CIK Telecom is a Canadian telecommunications company based in Toronto, Ontario. CIK Telecom's services are notably geared towards Chinese Canadians and Asian Canadians, but are not limited to them; it offers its services in English, French, and Mandarin.

== History ==
CIK Telecom was founded in 2003 in Toronto by Jordan Deng and Jack Jin.

CIK Telecom is registered as a licensed carrier with the CRTC (Canadian Radio-Television and Telecommunications Commission) since 2003.

In 2014, the company named 25th fastest growing company in the Canada by Canadian Business.

In 2016 and 2017, PC Magazine ranks CIK the 9th fastest ISP in Canada.

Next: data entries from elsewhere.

//! Mutable dispatch state shared by the orchestrator and the strategies, and
//! the confirmation open/consume lifecycle.

use std::collections::BTreeMap;

use tracing::{debug, warn, Span};

use crate::confirmation::{ConfirmationId, ConfirmationRegistry};
use crate::error::DispatchError;
use crate::events::EventSink;
use crate::fleet::Fleet;
use crate::model::{Request, RequestId, SimTime};
use crate::routing::PathProvider;
use crate::spatial::ZonalRegistry;

use super::types::{CommittedRide, CycleReport, Dispatch, DropReason, Placement};

/// Injected collaborators for one dispatch cycle.
pub struct DispatchContext<'a> {
    pub now: SimTime,
    pub fleet: &'a mut dyn Fleet,
    pub paths: &'a dyn PathProvider,
    pub events: &'a mut dyn EventSink,
}

/// Requests not yet bound to a vehicle, in id order.
#[derive(Debug, Default, Clone)]
pub struct UnplannedRequests {
    requests: BTreeMap<RequestId, Request>,
}

impl UnplannedRequests {
    pub fn insert(&mut self, request: Request) -> Option<Request> {
        self.requests.insert(request.id, request)
    }

    pub fn remove(&mut self, id: RequestId) -> Option<Request> {
        self.requests.remove(&id)
    }

    pub fn get(&self, id: RequestId) -> Option<&Request> {
        self.requests.get(&id)
    }

    pub fn get_mut(&mut self, id: RequestId) -> Option<&mut Request> {
        self.requests.get_mut(&id)
    }

    pub fn contains(&self, id: RequestId) -> bool {
        self.requests.contains_key(&id)
    }

    pub fn ids(&self) -> Vec<RequestId> {
        self.requests.keys().copied().collect()
    }

    pub fn iter(&self) -> impl Iterator<Item = &Request> {
        self.requests.values()
    }

    pub fn len(&self) -> usize {
        self.requests.len()
    }

    pub fn is_empty(&self) -> bool {
        self.requests.is_empty()
    }
}

#[derive(Debug)]
pub struct DispatchState {
    pub unplanned: UnplannedRequests,
    pub registry: ConfirmationRegistry,
    pub zones: ZonalRegistry,
    span: Span,
}

impl DispatchState {
    pub fn new(registry: ConfirmationRegistry, zones: ZonalRegistry, span: Span) -> Self {
        Self {
            unplanned: UnplannedRequests::default(),
            registry,
            zones,
            span,
        }
    }

    /// Open a confirmation for `dispatch`. One that completes at creation is
    /// consumed right away.
    pub fn open_confirmation(
        &mut self,
        dispatch: Dispatch,
        ctx: &mut DispatchContext<'_>,
        report: &mut CycleReport,
    ) -> Result<Placement, DispatchError> {
        let Some(request) = self.unplanned.get(dispatch.request) else {
            report.dropped.push((dispatch.request, DropReason::NotUnplanned));
            return Ok(Placement::Dropped(DropReason::NotUnplanned));
        };
        let confirmation =
            self.registry
                .add(request, dispatch.vehicle, dispatch.path, ctx.now, ctx.events)?;
        let (id, complete) = (confirmation.id, confirmation.is_complete());
        report.opened += 1;

        if complete {
            Ok(self.consume(id, ctx, report))
        } else {
            Ok(Placement::Pending)
        }
    }

    /// Consume a completed confirmation: commit the ride when the driver
    /// accepted, the vehicle is in service and the request is still plannable;
    /// otherwise drop it. The request stays unplanned unless committed.
    pub fn consume(
        &mut self,
        id: ConfirmationId,
        ctx: &mut DispatchContext<'_>,
        report: &mut CycleReport,
    ) -> Placement {
        let Some(confirmation) = self.registry.get(id).cloned() else {
            return Placement::Dropped(DropReason::NotUnplanned);
        };
        let now = ctx.now;

        let outcome = if !confirmation.is_accepted() {
            Err(DropReason::Refused)
        } else if ctx.fleet.is_out_of_service(confirmation.vehicle, now) {
            Err(DropReason::OutOfService)
        } else {
            match self.unplanned.get(confirmation.request) {
                None => Err(DropReason::NotUnplanned),
                Some(request) if request.is_expired(now) => Err(DropReason::Expired),
                Some(request) => ctx
                    .fleet
                    .commit(
                        confirmation.vehicle,
                        request,
                        confirmation.pickup.retimed(now),
                        now,
                    )
                    .map_err(|err| {
                        warn!(
                            parent: &self.span,
                            request = %confirmation.request,
                            vehicle = %confirmation.vehicle,
                            error = %err,
                            "schedule commit failed, request stays unplanned"
                        );
                        DropReason::CommitFailed
                    }),
            }
        };

        self.registry.remove(id, now, ctx.events);

        match outcome {
            Ok(()) => {
                self.unplanned.remove(confirmation.request);
                self.zones.remove_request(confirmation.request);
                self.zones.remove_vehicle(confirmation.vehicle);
                debug!(
                    parent: &self.span,
                    request = %confirmation.request,
                    vehicle = %confirmation.vehicle,
                    "ride committed"
                );
                report.committed.push(CommittedRide {
                    request: confirmation.request,
                    passenger: confirmation.passenger,
                    vehicle: confirmation.vehicle,
                });
                Placement::Committed
            }
            Err(reason) => {
                debug!(
                    parent: &self.span,
                    request = %confirmation.request,
                    vehicle = %confirmation.vehicle,
                    ?reason,
                    "confirmation dropped"
                );
                report.dropped.push((confirmation.request, reason));
                Placement::Dropped(reason)
            }
        }
    }

    /// Requests that can take a new confirmation at `now`.
    pub fn is_plannable(&self, request: RequestId, now: SimTime) -> bool {
        !self.registry.is_waiting_request(request)
            && self
                .unplanned
                .get(request)
                .is_some_and(|r| !r.is_expired(now))
    }
}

In 2017, CIK has over 170,000 subscribers.

CIK Telecom is a member of the Canadian Network Operators Consortium (CNOC).

== Services ==
CIK Telecom is a wholesale-network-access-based service provider, connecting its services from Bell Canada, Rogers Communications, Cogeco, Shaw Communications. It provides DSL, Cable and fibre Internet, VoIP phone services and Cable TV services to residential and business customers.

In 2016, CIK started developing its own fibre optic network in Canada and launched CIK fibre in condominiums in cities across Canada.